Stored data entries:
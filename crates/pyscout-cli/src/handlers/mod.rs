//! Command handlers.
//!
//! Handlers are thin: build the query, call the collection service or the
//! locator switches through [`CliContext`](crate::CliContext), format the
//! result.

pub mod list;
pub mod locators;
pub mod refresh;
pub mod resolve;
pub mod watch;
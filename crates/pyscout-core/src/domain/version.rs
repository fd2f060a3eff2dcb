//! Python version numbers with explicit "unknown" sentinels.

use serde::{Deserialize, Serialize};
use std::fmt;

/// Sentinel for a version component that has not been determined.
///
/// `-1` means "unknown", never "zero".
pub const UNKNOWN_COMPONENT: i32 = -1;

/// Release level as reported by `sys.version_info.releaselevel`.
#[derive(Debug, Clone, Copy, PartialEq, Eq, Hash, Serialize, Deserialize)]
#[serde(rename_all = "lowercase")]
pub enum ReleaseLevel {
    Alpha,
    Beta,
    Candidate,
    Final,
}

impl ReleaseLevel {
    /// Parse the long (`candidate`) or short (`rc`) spelling.
    pub fn parse(raw: &str) -> Option<Self> {
        match raw.to_ascii_lowercase().as_str() {
            "alpha" | "a" => Some(Self::Alpha),
            "beta" | "b" => Some(Self::Beta),
            "candidate" | "rc" | "c" => Some(Self::Candidate),
            "final" | "f" => Some(Self::Final),
            _ => None,
        }
    }

    const fn short(self) -> &'static str {
        match self {
            Self::Alpha => "a",
            Self::Beta => "b",
            Self::Candidate => "rc",
            Self::Final => "",
        }
    }
}

#[derive(Debug, Clone, Copy, PartialEq, Eq, Hash, Serialize, Deserialize)]
pub struct PythonVersionRelease {
    pub level: ReleaseLevel,
    pub serial: i32,
}

/// Version of a Python interpreter.
#[derive(Debug, Clone, PartialEq, Eq, Hash, Serialize, Deserialize)]
#[serde(rename_all = "camelCase", default)]
pub struct PythonVersion {
    pub major: i32,
    pub minor: i32,
    pub micro: i32,
    #[serde(skip_serializing_if = "Option::is_none")]
    pub release: Option<PythonVersionRelease>,
    #[serde(skip_serializing_if = "Option::is_none")]
    pub sys_version: Option<String>,
}

impl Default for PythonVersion {
    fn default() -> Self {
        Self::unknown()
    }
}

impl PythonVersion {
    /// A version with every component unknown.
    pub const fn unknown() -> Self {
        Self {
            major: UNKNOWN_COMPONENT,
            minor: UNKNOWN_COMPONENT,
            micro: UNKNOWN_COMPONENT,
            release: None,
            sys_version: None,
        }
    }

    #[must_use]
    pub const fn new(major: i32, minor: i32, micro: i32) -> Self {
        Self {
            major,
            minor,
            micro,
            release: None,
            sys_version: None,
        }
    }

    #[must_use]
    pub const fn with_release(mut self, level: ReleaseLevel, serial: i32) -> Self {
        self.release = Some(PythonVersionRelease { level, serial });
        self
    }

    pub const fn is_unknown(&self) -> bool {
        self.major < 0
    }

    /// Parse a dotted version such as `3.8`, `3.8.5`, `3.9.0rc1` or
    /// `3.10.0a2`. Trailing build decorations (`+`, `-debug`) are ignored.
    pub fn parse(raw: &str) -> Option<Self> {
        let raw = raw.trim();
        let core_end = raw
            .find(|c: char| !(c.is_ascii_digit() || c == '.' || c.is_ascii_alphabetic()))
            .unwrap_or(raw.len());
        let core = &raw[..core_end];
        if !core.starts_with(|c: char| c.is_ascii_digit()) {
            return None;
        }

        let mut version = Self::unknown();
        let mut rest = core;
        for slot in 0..3 {
            let digits_end = rest
                .find(|c: char| !c.is_ascii_digit())
                .unwrap_or(rest.len());
            if digits_end == 0 {
                break;
            }
            let value: i32 = rest[..digits_end].parse().ok()?;
            match slot {
                0 => version.major = value,
                1 => version.minor = value,
                _ => version.micro = value,
            }
            rest = &rest[digits_end..];
            match rest.strip_prefix('.') {
                Some(next) if slot < 2 => rest = next,
                _ => break,
            }
        }

        if !rest.is_empty() {
            let level_end = rest
                .find(|c: char| c.is_ascii_digit())
                .unwrap_or(rest.len());
            if let Some(level) = ReleaseLevel::parse(&rest[..level_end]) {
                let serial = rest[level_end..].parse().unwrap_or(0);
                version.release = Some(PythonVersionRelease { level, serial });
            }
        }
        Some(version)
    }

    /// Weighted measure of how much of the version is known. Each weight
    /// exceeds the sum of all weights below it.
    pub fn specificity(&self) -> u32 {
        let mut score = 0;
        if self.major >= 0 {
            score += 20;
        }
        if self.minor >= 0 {
            score += 10;
        }
        if self.micro >= 0 {
            score += 5;
        }
        if self.release.is_some() {
            score += 3;
        }
        let has_serial = self.release.is_some_and(|r| r.serial > 0);
        if has_serial || self.sys_version.as_deref().is_some_and(|s| !s.is_empty()) {
            score += 1;
        }
        score
    }

    /// Exact match of the numeric components and release.
    pub fn is_identical(&self, other: &Self) -> bool {
        self.major == other.major
            && self.minor == other.minor
            && self.micro == other.micro
            && self.release == other.release
    }

    /// Match that tolerates components one side does not know yet.
    pub fn is_equivalent(&self, other: &Self) -> bool {
        // Python 2 installs are assumed to be 2.7.
        if self.major == 2 && other.major == 2 {
            return true;
        }
        if self.minor < 0 || other.minor < 0 {
            return self.major == other.major;
        }
        if self.micro < 0 || other.micro < 0 {
            return self.major == other.major && self.minor == other.minor;
        }
        self.is_identical(other)
    }
}

impl fmt::Display for PythonVersion {
    fn fmt(&self, f: &mut fmt::Formatter<'_>) -> fmt::Result {
        if self.is_unknown() {
            return f.write_str("unknown");
        }
        write!(f, "{}", self.major)?;
        if self.minor >= 0 {
            write!(f, ".{}", self.minor)?;
            if self.micro >= 0 {
                write!(f, ".{}", self.micro)?;
            }
        }
        if let Some(release) = &self.release {
            if release.level != ReleaseLevel::Final {
                write!(f, "{}{}", release.level.short(), release.serial.max(0))?;
            }
        }
        Ok(())
    }
}
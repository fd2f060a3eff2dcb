//! Running environment-manager CLIs (`conda`, `poetry`) for discovery.

use std::path::{Path, PathBuf};
use std::process::Stdio;
use std::time::Duration;

use pyscout_core::LocatorError;
use serde::Deserialize;
use tokio::process::Command;
use tracing::debug;

/// Upper bound for a single manager invocation.
pub const TOOL_TIMEOUT: Duration = Duration::from_secs(15);

/// Pick the manager binary: an explicit setting wins, then an environment
/// variable naming it, then a `PATH` lookup.
pub fn find_tool(
    configured: Option<&Path>,
    from_env: Option<PathBuf>,
    name: &str,
) -> Option<PathBuf> {
    if let Some(path) = configured.filter(|p| !p.as_os_str().is_empty()) {
        return Some(path.to_path_buf());
    }
    if let Some(path) = from_env.filter(|p| p.is_file()) {
        return Some(path);
    }
    which::which(name).ok()
}

/// Run `program args...` and return its stdout.
pub async fn run_tool(
    program: &Path,
    args: &[&str],
    cwd: Option<&Path>,
) -> Result<String, LocatorError> {
    let mut command = Command::new(program);
    command
        .args(args)
        .stdin(Stdio::null())
        .stdout(Stdio::piped())
        .stderr(Stdio::piped())
        .kill_on_drop(true);
    if let Some(cwd) = cwd {
        command.current_dir(cwd);
    }
    debug!(program = %program.display(), ?args, "Running environment manager");

    let output = tokio::time::timeout(TOOL_TIMEOUT, command.output())
        .await
        .map_err(|_| {
            LocatorError::Command(format!(
                "{} timed out after {}s",
                program.display(),
                TOOL_TIMEOUT.as_secs()
            ))
        })?
        .map_err(|e| LocatorError::Command(format!("{}: {e}", program.display())))?;

    if !output.status.success() {
        return Err(LocatorError::Command(format!(
            "{} {args:?} exited with {}: {}",
            program.display(),
            output.status,
            String::from_utf8_lossy(&output.stderr).trim()
        )));
    }
    Ok(String::from_utf8_lossy(&output.stdout).into_owned())
}

/// The subset of `conda info --json` used for discovery.
#[derive(Debug, Clone, Default, Deserialize, PartialEq, Eq)]
#[serde(default)]
pub struct CondaInfo {
    pub envs: Vec<PathBuf>,
    pub envs_dirs: Vec<PathBuf>,
    pub root_prefix: Option<PathBuf>,
    pub conda_prefix: Option<PathBuf>,
}

impl CondaInfo {
    pub fn parse(stdout: &str) -> Result<Self, LocatorError> {
        serde_json::from_str(stdout).map_err(|e| {
            LocatorError::Command(format!("unexpected `conda info --json` output: {e}"))
        })
    }

    /// Every prefix the info names, base first, without duplicates.
    pub fn prefixes(&self) -> Vec<PathBuf> {
        let mut prefixes: Vec<PathBuf> = Vec::new();
        let candidates = self
            .root_prefix
            .iter()
            .chain(self.conda_prefix.iter())
            .chain(self.envs.iter());
        for prefix in candidates {
            if !prefixes.contains(prefix) {
                prefixes.push(prefix.clone());
            }
        }
        prefixes
    }
}

/// Environment directories from `poetry env list --full-path`. Lines look
/// like `/path/to/env (Activated)`.
pub fn parse_poetry_env_list(stdout: &str) -> Vec<PathBuf> {
    stdout
        .lines()
        .map(str::trim)
        .filter(|line| !line.is_empty())
        .map(|line| line.strip_suffix("(Activated)").map_or(line, str::trim_end))
        .map(PathBuf::from)
        .collect()
}

#[cfg(test)]
mod tests {
    use super::*;

    #[test]
    fn test_conda_info_prefixes() {
        let info = CondaInfo::parse(
            r#"{"envs": ["/opt/conda", "/opt/conda/envs/ml"], "root_prefix": "/opt/conda", "conda_version": "23.1.0"}"#,
        )
        .unwrap();
        assert_eq!(
            info.prefixes(),
            vec![PathBuf::from("/opt/conda"), PathBuf::from("/opt/conda/envs/ml")]
        );
        assert!(CondaInfo::parse("Traceback").is_err());
    }

    #[test]
    fn test_poetry_env_list() {
        let out = concat!(
            "/c/pypoetry/virtualenvs/app-Xy12Ab34-py3.10\n",
            "/c/pypoetry/virtualenvs/app-Xy12Ab34-py3.11 (Activated)\n\n",
        );
        assert_eq!(
            parse_poetry_env_list(out),
            vec![
                PathBuf::from("/c/pypoetry/virtualenvs/app-Xy12Ab34-py3.10"),
                PathBuf::from("/c/pypoetry/virtualenvs/app-Xy12Ab34-py3.11"),
            ]
        );
    }

    #[test]
    fn test_configured_tool_wins() {
        let found = find_tool(Some(Path::new("/custom/conda")), None, "conda-that-does-not-exist");
        assert_eq!(found, Some(PathBuf::from("/custom/conda")));
    }
}
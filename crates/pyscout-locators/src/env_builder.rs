//! Turn a located interpreter into a partial [`PythonEnvInfo`], filling in
//! whatever sidecar metadata is cheap to read.

use std::path::{Path, PathBuf};

use pyscout_core::{
    EnvInit, PythonEnvInfo, PythonEnvKind, PythonEnvSource, PythonVersion, build_env_info,
};

use crate::fs;
use crate::metadata;

/// A sighting of an interpreter by one locator.
#[derive(Debug, Clone)]
pub struct DiscoveredEnv {
    pub executable: PathBuf,
    pub kind: PythonEnvKind,
    pub source: PythonEnvSource,
    pub search_location: Option<PathBuf>,
    pub name: Option<String>,
    pub org: Option<String>,
    pub version: Option<PythonVersion>,
}

impl DiscoveredEnv {
    pub fn new(
        executable: impl Into<PathBuf>,
        kind: PythonEnvKind,
        source: PythonEnvSource,
    ) -> Self {
        Self {
            executable: executable.into(),
            kind,
            source,
            search_location: None,
            name: None,
            org: None,
            version: None,
        }
    }

    #[must_use]
    pub fn with_search_location(mut self, root: impl Into<PathBuf>) -> Self {
        self.search_location = Some(root.into());
        self
    }

    #[must_use]
    pub fn with_name(mut self, name: impl Into<String>) -> Self {
        self.name = Some(name.into());
        self
    }

    #[must_use]
    pub fn with_org(mut self, org: impl Into<String>) -> Self {
        self.org = Some(org.into());
        self
    }

    #[must_use]
    pub fn with_version(mut self, version: PythonVersion) -> Self {
        if !version.is_unknown() {
            self.version = Some(version);
        }
        self
    }

    pub async fn build(self) -> PythonEnvInfo {
        let env_dir = fs::env_dir_of(&self.executable);
        let has_env_dir = self.kind.is_virtual()
            || matches!(self.kind, PythonEnvKind::CondaBase | PythonEnvKind::Pyenv);

        let version = match self.version {
            Some(version) => Some(version),
            None => sidecar_version(&self.executable, &env_dir, self.kind).await,
        };
        let name = self.name.or_else(|| {
            (self.kind.is_virtual() || self.kind == PythonEnvKind::Pyenv)
                .then(|| dir_name(&env_dir))
                .flatten()
        });

        let mut init = EnvInit::executable(&self.executable)
            .with_kind(self.kind)
            .with_source(self.source);
        if has_env_dir {
            init = init.with_location(&env_dir);
        }
        if let Some(root) = self.search_location {
            init = init.with_search_location(root);
        }
        if let Some(version) = version {
            init = init.with_version(version);
        }
        if let Some(name) = name {
            init = init.with_name(name);
        }
        if let Some(org) = self.org {
            init = init.with_org(org);
        }

        let mut env = build_env_info(init);
        let (ctime, mtime) = fs::file_times(&self.executable).await;
        env.executable.ctime = ctime;
        env.executable.mtime = mtime;
        env
    }
}

fn dir_name(dir: &Path) -> Option<String> {
    dir.file_name().and_then(|n| n.to_str()).map(str::to_string)
}

/// Version readable without running the interpreter, most reliable first.
async fn sidecar_version(
    executable: &Path,
    env_dir: &Path,
    kind: PythonEnvKind,
) -> Option<PythonVersion> {
    if matches!(kind, PythonEnvKind::Conda | PythonEnvKind::CondaBase) {
        if let Some(version) = metadata::conda_python_version(env_dir).await {
            return Some(version);
        }
    }
    if let Some(version) = metadata::read_pyvenv_cfg(executable)
        .await
        .and_then(|cfg| cfg.version)
    {
        return Some(version);
    }
    let file_name = executable.file_name()?.to_str()?;
    if let Some(version) = metadata::windows_store_launcher_version(file_name) {
        return Some(version);
    }
    version_from_executable_name(file_name)
}

/// `python3.11` → 3.11, `python3` → 3.
fn version_from_executable_name(name: &str) -> Option<PythonVersion> {
    let lower = name.to_ascii_lowercase();
    let stem = lower.strip_suffix(".exe").unwrap_or(&lower);
    PythonVersion::parse(stem.strip_prefix("python")?)
}
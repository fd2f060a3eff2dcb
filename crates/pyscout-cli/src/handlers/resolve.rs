//! Resolve command handler.

use std::path::Path;

use crate::bootstrap::CliContext;
use crate::error::CliError;
use crate::presentation::print_env_table;

pub async fn execute(ctx: &CliContext, path: &Path, json: bool) -> Result<(), CliError> {
    let path = std::path::absolute(path)?;
    let Some(env) = ctx.service().resolve_env(&path).await else {
        return Err(CliError::Unresolved(path.display().to_string()));
    };

    if json {
        println!("{}", serde_json::to_string_pretty(&env)?);
    } else {
        print_env_table(std::slice::from_ref(&env));
        if !env.executable.sys_prefix.as_os_str().is_empty() {
            println!("\nsys.prefix: {}", env.executable.sys_prefix.display());
        }
    }
    Ok(())
}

• [About this task]:
Each line of the records that holds the word "stdout" should be copied out.

• [Answer for this exercise]:
/// Run `program args...` and return its stdout.
        .stdout(Stdio::piped())
    Ok(String::from_utf8_lossy(&output.stdout).into_owned())
    pub fn parse(stdout: &str) -> Result<Self, LocatorError> {
        serde_json::from_str(stdout).map_err(|e| {
pub fn parse_poetry_env_list(stdout: &str) -> Vec<PathBuf> {
    stdout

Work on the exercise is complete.